How to install deb dependencies without installing the package?


I have a Debianized project with a debian/control file. I know how to use the mk-build-deps script from the devscripts package to install the build dependencies for this project; i.e., the packages immediately following the Build-Depends:.

What I need is a way to do something similar with the runtime dependencies; i.e., the packages immediately following the Depends: key.
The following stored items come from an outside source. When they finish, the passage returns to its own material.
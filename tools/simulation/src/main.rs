mod client;
mod config;
mod ladder;
mod scheduler;

use std::sync::{Arc, PoisonError, RwLock};

use client::{ApiClient, ClientError};
use config::SimulationConfig;
use ladder::LadderView;
use scheduler::{AutoMatchScheduler, SchedulerConfig};
use tracing::{debug, info, warn};
use types::events::RankingEvent;

#[tokio::main]
async fn main() -> Result<(), anyhow::Error> {
    tracing_subscriber::fmt::init();

    let config = SimulationConfig::from_env()?;
    info!(
        api_url = %config.api_url,
        competitors = config.competitors.len(),
        interval_ms = config.interval.as_millis() as u64,
        "simulator starting"
    );

    let client = Arc::new(ApiClient::new(config.api_url.clone()));

    for id in &config.competitors {
        match client.create_competitor(id).await {
            Ok(competitor) => {
                info!(id = %competitor.id, rating = competitor.rating, "competitor created")
            }
            Err(ClientError::Api { status: 409, .. }) => {
                debug!(%id, "competitor already exists")
            }
            Err(e) => warn!(%id, error = %e, "failed to create competitor"),
        }
    }

    // Sequencing point: subscribe first, then seed from a full fetch.
    // Events published while the fetch is in flight sit buffered in the
    // stream connection and get merged on top of the snapshot.
    let mut events = client.subscribe_events().await?;
    let ladder = Arc::new(RwLock::new(LadderView::new()));
    let snapshot = client.fetch_ranking().await?;
    info!(competitors = snapshot.len(), "ladder seeded");
    ladder
        .write()
        .unwrap_or_else(PoisonError::into_inner)
        .seed(snapshot);

    let ladder_for_stream = ladder.clone();
    let stream_task = tokio::spawn(async move {
        loop {
            match events.next_event().await {
                Ok(Some(event)) => match event {
                    RankingEvent::PlayerCreated { competitor }
                    | RankingEvent::RankingUpdate { competitor } => {
                        let mut view = ladder_for_stream
                            .write()
                            .unwrap_or_else(PoisonError::into_inner);
                        view.apply_update(competitor);
                        if let Some(leader) = view.snapshot().first() {
                            debug!(leader = %leader.id, rating = leader.rating, "ladder updated");
                        }
                    }
                    RankingEvent::Error { message } => {
                        warn!(%message, "server signaled a stream error")
                    }
                },
                Ok(None) => {
                    warn!("event stream closed by server");
                    break;
                }
                Err(e) => {
                    warn!(error = %e, "event stream failed");
                    break;
                }
            }
        }
    });

    let scheduler = AutoMatchScheduler::new(
        client,
        ladder,
        SchedulerConfig {
            interval: config.interval,
            draw_probability: config.draw_probability,
            seed: config.seed,
        },
    );
    scheduler.start();

    tokio::signal::ctrl_c().await?;
    info!("shutting down");
    scheduler.stop();
    stream_task.abort();

    Ok(())
}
Essentially I need a mk-run-deps in addition to mk-build-deps.

Here's something I hacked together that works okay:

export TMP_DEBIAN_CONTROL=$(mktemp)
dpkg-gencontrol \
    -O${TMP_DEBIAN_CONTROL} \
    -P$(mktemp -d) \
    -c"$(pwd)/debian/control" \
    -f$(mktemp) \
    -p'project-name'
sed -ri 's|^Package: |Source: |;s|^Depends: |Build-Depends: |' \
    ${TMP_DEBIAN_CONTROL}
mk-build-deps -irt'apt-get -y' ${TMP_DEBIAN_CONTROL}

Is there a better way to do this?


Solution

  • The short answer is that there's no proper and general way to fetch the dependencies, except for actually building the binary packages and extracting them from the .debs.

    That's because there are going to be dependencies generated at build-time by either helper tooling or even by debian/rules via substvars, which might depend on dynamic checks, such as OS vendor, architectures, etc.

    If you control the source package and know what are the assumptions then the snippet you provide might work, but it might still miss dependencies injected by say debhelper if you are using that.

    I guess the real question is why do you need this for? For testing purposes, you would be better served with autopkgtests, which are able to declare dependencies by reference on either the source package build-dependencies or the run-time dependencies for specific binary packages being tested. If this is needed as part of the build process, then those should be listed instead in the source package build-dependencies.

    For run-time dependencies you might also be missing Pre-Depends, although those are unusual. For build-dependencies, you can use apt build-dep ., but that has the problem of not tracking these via a metapackage that can be then removed to drop all the unneeded dependencies.